2.3    Base Salary means the salary of record paid to an Executive as annual salary, excluding amounts received under incentive or other bonus plans, whether or not deferred.
2.4    Board means the Board of Directors of the Company.
2.5    Cause for termination by the Company of Executive's employment with the Company means any of the following:
(a)
the willful and continued failure of Executive to perform substantially his duties to the Company (other than any such failure resulting from incapacity due to disability), after a written demand to cure such failure (the "Demand to Cure") is delivered to Executive by the Chief Executive Officer or the Board, as the case may be, which specifically identifies the manner in which the Board believes that Executive has not substantially performed his duties;
(b)
Executive's conviction of, or plea of guilty or no contest to (A) a felony or (B) a misdemeanor involving dishonesty or moral turpitude; or
(c)
the willful engaging by Executive in illegal conduct or gross misconduct which is materially and demonstrably injurious to the business or reputation of the Company.
For purposes of this definition, no act or failure to act, on the part of Executive, shall be considered "willful" unless it is done, or omitted to be done, by Executive in bad faith or without reasonable belief that Executive's action or omission was in the best interests of the Company.

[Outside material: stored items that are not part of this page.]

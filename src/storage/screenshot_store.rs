//! Persists screenshot artifacts: PNG content, an aspect-preserving
//! thumbnail, a metadata sidecar, and an index supporting tag queries
//! plus pixel-level comparison between two stored images.

use super::StorageBase;
use crate::config::EngineConfig;
use crate::error::EngineError;
use crate::types::{StorageCategory, StorageRef};
use image::imageops::FilterType;
use image::{DynamicImage, ImageFormat};
use serde::{Deserialize, Serialize};
use std::collections::HashMap;
use std::io::Cursor;
use std::sync::Arc;

#[derive(Debug, Clone, Copy, Serialize, Deserialize, PartialEq, Eq)]
#[serde(rename_all = "lowercase")]
pub enum OutputFormat {
    Png,
    Jpeg,
    Webp,
}

impl OutputFormat {
    fn image_format(self) -> ImageFormat {
        match self {
            OutputFormat::Png => ImageFormat::Png,
            OutputFormat::Jpeg => ImageFormat::Jpeg,
            OutputFormat::Webp => ImageFormat::WebP,
        }
    }
}

#[derive(Debug, Clone, Serialize, Deserialize)]
pub struct ScreenshotMetadata {
    pub url: String,
    pub width: u32,
    pub height: u32,
    pub format: OutputFormat,
    pub size: u64,
    pub device_scale_factor: f64,
    pub thumbnail_id: String,
}

#[derive(Debug, Default, Clone)]
pub struct ScreenshotFilter {
    pub url: Option<String>,
    pub format: Option<OutputFormat>,
    pub limit: Option<usize>,
}

#[derive(Debug, Clone)]
pub struct PixelDiff {
    pub total_pixels: u64,
    pub different_pixels: u64,
    pub diff_percentage: f64,
    pub diff_image: Option<Vec<u8>>,
}

pub struct ScreenshotStore {
    base: StorageBase,
    thumbnail_width: u32,
    thumbnail_height: u32,
}

impl ScreenshotStore {
    pub fn new(config: &EngineConfig) -> Self {
        Self {
            base: StorageBase::new(&config.storage_base_dir, "screenshots"),
            thumbnail_width: config.thumbnail_width,
            thumbnail_height: config.thumbnail_height,
        }
    }

    pub async fn initialize(&self) -> Result<(), EngineError> {
        self.base.initialize().await
    }

    pub async fn store(
        &self,
        test_id: &str,
        step_id: Option<&str>,
        png_bytes: &[u8],
        url: &str,
    ) -> Result<StorageRef, EngineError> {
        let id = self.base.generate_id("shot");
        let img = image::load_from_memory(png_bytes)?;
        let (width, height) = (img.width(), img.height());

        let path = self.base.item_path(&id, "png");
        let size = self.base.write_binary(&path, png_bytes).await?;

        let thumbnail_id = format!("{id}_thumb");
        let thumb_path = self.base.item_path(&thumbnail_id, "png");
        let thumbnail = fit_without_enlarging(&img, self.thumbnail_width, self.thumbnail_height);
        let mut thumb_bytes = Vec::new();
        thumbnail.write_to(&mut Cursor::new(&mut thumb_bytes), ImageFormat::Png)?;
        self.base.write_binary(&thumb_path, &thumb_bytes).await?;

        let meta = ScreenshotMetadata {
            url: url.to_string(),
            width,
            height,
            format: OutputFormat::Png,
            size,
            device_scale_factor: 1.0,
            thumbnail_id: thumbnail_id.clone(),
        };
        self.base.store_metadata(&id, &meta).await?;

        let mut tags = HashMap::new();
        tags.insert("url".to_string(), url.to_string());
        tags.insert("width".to_string(), width.to_string());
        tags.insert("height".to_string(), height.to_string());
        tags.insert("format".to_string(), "png".to_string());
        tags.insert("thumbnailId".to_string(), thumbnail_id);

        let reference =
            self.base
                .create_ref(StorageCategory::Screenshot, test_id, step_id, &path, size, png_bytes, tags);

        let guard = self.base.lock_index().await;
        self.append_index(&id, &reference).await?;
        drop(guard);

        Ok(reference)
    }

    /// Matches an index entry against a filter's url/format/limit fields.
    /// Width/height filtering is deliberately omitted from the filter
    /// struct (callers filtering by size compare against `retrieve`d
    /// dimensions directly), keeping this in line with the tag set this
    /// store actually indexes.
    pub async fn query(&self, filter: &ScreenshotFilter) -> Result<Vec<StorageRef>, EngineError> {
        let index = self.load_index().await?;
        let mut out: Vec<StorageRef> = index
            .into_values()
            .filter(|r| {
                filter
                    .url
                    .as_ref()
                    .map_or(true, |u| r.tags.get("url").map_or(false, |v| v == u))
            })
            .filter(|r| {
                filter.format.map_or(true, |f| {
                    r.tags.get("format").map_or(false, |v| v == format_tag(f))
                })
            })
            .collect();
        out.sort_by(|a, b| a.timestamp.cmp(&b.timestamp));
        if let Some(limit) = filter.limit {
            out.truncate(limit);
        }
        Ok(out)
    }

    async fn load_index(&self) -> Result<HashMap<String, StorageRef>, EngineError> {
        let index_path = self.base.namespace_dir().join("index.json");
        if !self.base.exists(&index_path).await {
            return Ok(HashMap::new());
        }
        self.base.read_json(&index_path).await
    }

    pub async fn retrieve(&self, reference: &StorageRef) -> Result<Vec<u8>, EngineError> {
        self.base.read_binary(std::path::Path::new(&reference.path)).await
    }

    pub async fn retrieve_thumbnail(&self, reference: &StorageRef) -> Result<Vec<u8>, EngineError> {
        let id = id_from_ref(reference);
        let meta: ScreenshotMetadata = self.base.get_metadata(&id).await?;
        let path = self.base.item_path(&meta.thumbnail_id, "png");
        self.base.read_binary(&path).await
    }

    pub async fn resize(
        &self,
        reference: &StorageRef,
        width: u32,
        height: Option<u32>,
    ) -> Result<Vec<u8>, EngineError> {
        let bytes = self.retrieve(reference).await?;
        let img = image::load_from_memory(&bytes)?;
        let target_h = height.unwrap_or(width);
        let resized = fit_without_enlarging(&img, width, target_h);
        let mut out = Vec::new();
        resized.write_to(&mut Cursor::new(&mut out), ImageFormat::Png)?;
        Ok(out)
    }

    pub async fn convert(
        &self,
        reference: &StorageRef,
        format: OutputFormat,
        quality: Option<u8>,
    ) -> Result<Vec<u8>, EngineError> {
        let bytes = self.retrieve(reference).await?;
        if format == OutputFormat::Png {
            return Ok(bytes);
        }
        let img = image::load_from_memory(&bytes)?;
        let mut out = Vec::new();
        match format {
            OutputFormat::Jpeg => {
                let mut encoder = image::codecs::jpeg::JpegEncoder::new_with_quality(
                    &mut out,
                    quality.unwrap_or(85),
                );
                encoder.encode_image(&img)?;
            }
            OutputFormat::Webp | OutputFormat::Png => {
                img.write_to(&mut Cursor::new(&mut out), format.image_format())?;
            }
        }
        Ok(out)
    }

    /// Sum of absolute per-channel RGB differences against a
    /// `threshold * 255 * 3` cutoff per pixel.
    pub fn compare(buf_a: &[u8], buf_b: &[u8], threshold: f64) -> Result<PixelDiff, EngineError> {
        let img_a = image::load_from_memory(buf_a)?.to_rgb8();
        let img_b = image::load_from_memory(buf_b)?.to_rgb8();
        if img_a.dimensions() != img_b.dimensions() {
            return Err(EngineError::ValidationEngineError(
                "cannot compare screenshots of differing dimensions".to_string(),
            ));
        }

        let (width, height) = img_a.dimensions();
        let total_pixels = (width as u64) * (height as u64);
        let cutoff = threshold * 255.0 * 3.0;
        let mut different_pixels = 0u64;
        let mut diff_image = image::RgbImage::new(width, height);

        for y in 0..height {
            for x in 0..width {
                let pa = img_a.get_pixel(x, y);
                let pb = img_b.get_pixel(x, y);
                let diff: i32 = (pa[0] as i32 - pb[0] as i32).abs()
                    + (pa[1] as i32 - pb[1] as i32).abs()
                    + (pa[2] as i32 - pb[2] as i32).abs();
                if diff as f64 > cutoff {
                    different_pixels += 1;
                    diff_image.put_pixel(x, y, image::Rgb([255, 0, 0]));
                } else {
                    diff_image.put_pixel(x, y, image::Rgb([0, 0, 0]));
                }
            }
        }

        let diff_percentage = if total_pixels == 0 {
            0.0
        } else {
            (different_pixels as f64 / total_pixels as f64) * 100.0
        };

        let mut diff_bytes = Vec::new();
        DynamicImage::ImageRgb8(diff_image)
            .write_to(&mut Cursor::new(&mut diff_bytes), ImageFormat::Png)?;

        Ok(PixelDiff {
            total_pixels,
            different_pixels,
            diff_percentage,
            diff_image: Some(diff_bytes),
        })
    }

    async fn append_index(&self, id: &str, reference: &StorageRef) -> Result<(), EngineError> {
        let index_path = self.base.namespace_dir().join("index.json");
        let mut index = self.load_index().await.unwrap_or_default();
        index.insert(id.to_string(), reference.clone());
        self.base.write_json(&index_path, &index).await?;
        Ok(())
    }
}

fn format_tag(format: OutputFormat) -> &'static str {
    match format {
        OutputFormat::Png => "png",
        OutputFormat::Jpeg => "jpeg",
        OutputFormat::Webp => "webp",
    }
}

fn id_from_ref(reference: &StorageRef) -> String {
    std::path::Path::new(&reference.path)
        .file_stem()
        .map(|s| s.to_string_lossy().to_string())
        .unwrap_or_default()
}

fn fit_without_enlarging(img: &DynamicImage, max_w: u32, max_h: u32) -> DynamicImage {
    if img.width() <= max_w && img.height() <= max_h {
        img.clone()
    } else {
        img.resize(max_w, max_h, FilterType::Lanczos3)
    }
}

pub type ScreenshotStoreHandle = Arc<ScreenshotStore>;

#[cfg(test)]
mod tests {
    use super::*;

    fn solid_png(width: u32, height: u32, rgb: [u8; 3]) -> Vec<u8> {
        let img = image::RgbImage::from_pixel(width, height, image::Rgb(rgb));
        let mut out = Vec::new();
        DynamicImage::ImageRgb8(img)
            .write_to(&mut Cursor::new(&mut out), ImageFormat::Png)
            .unwrap();
        out
    }

    #[test]
    fn identical_images_have_zero_diff() {
        let a = solid_png(10, 10, [10, 20, 30]);
        let diff = ScreenshotStore::compare(&a, &a, 0.1).unwrap();
        assert_eq!(diff.different_pixels, 0);
        assert_eq!(diff.diff_percentage, 0.0);
    }

    #[test]
    fn single_pixel_shift_above_threshold_counts_as_different() {
        let a = solid_png(4, 4, [10, 10, 10]);
        let mut img = image::load_from_memory(&a).unwrap().to_rgb8();
        img.put_pixel(0, 0, image::Rgb([60, 10, 10]));
        let mut b = Vec::new();
        DynamicImage::ImageRgb8(img)
            .write_to(&mut Cursor::new(&mut b), ImageFormat::Png)
            .unwrap();

        let diff = ScreenshotStore::compare(&a, &b, 0.1).unwrap();
        assert_eq!(diff.different_pixels, 1);
    }

    #[test]
    fn mismatched_dimensions_fail() {
        let a = solid_png(4, 4, [1, 1, 1]);
        let b = solid_png(5, 5, [1, 1, 1]);
        assert!(ScreenshotStore::compare(&a, &b, 0.1).is_err());
    }
}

Any act, or failure to act, based upon specific authority given pursuant to a resolution duly adopted by the Board or upon instructions of the Chief Executive Officer or the Board, as the case may be, or based upon the advice of counsel of the Company which Executive honestly believes is within such counsel's competence shall be conclusively presumed to be done, or omitted to be done, by Executive in good faith and in the best interests of the Company. The Company shall give written notice to Executive of the termination for Cause. Such notice shall state in detail the particular act or acts or the failure or failures to act that constitute the grounds on which the Cause termination is based and such notice shall be given within six (6) months of the occurrence of, or, if later, the Company's actual knowledge of, the act or acts or the failure or failures to act which constitute the grounds for Cause. Executive shall have sixty (60) days upon receipt of the Demand to Cure in which to cure such conduct, to the extent such cure is possible.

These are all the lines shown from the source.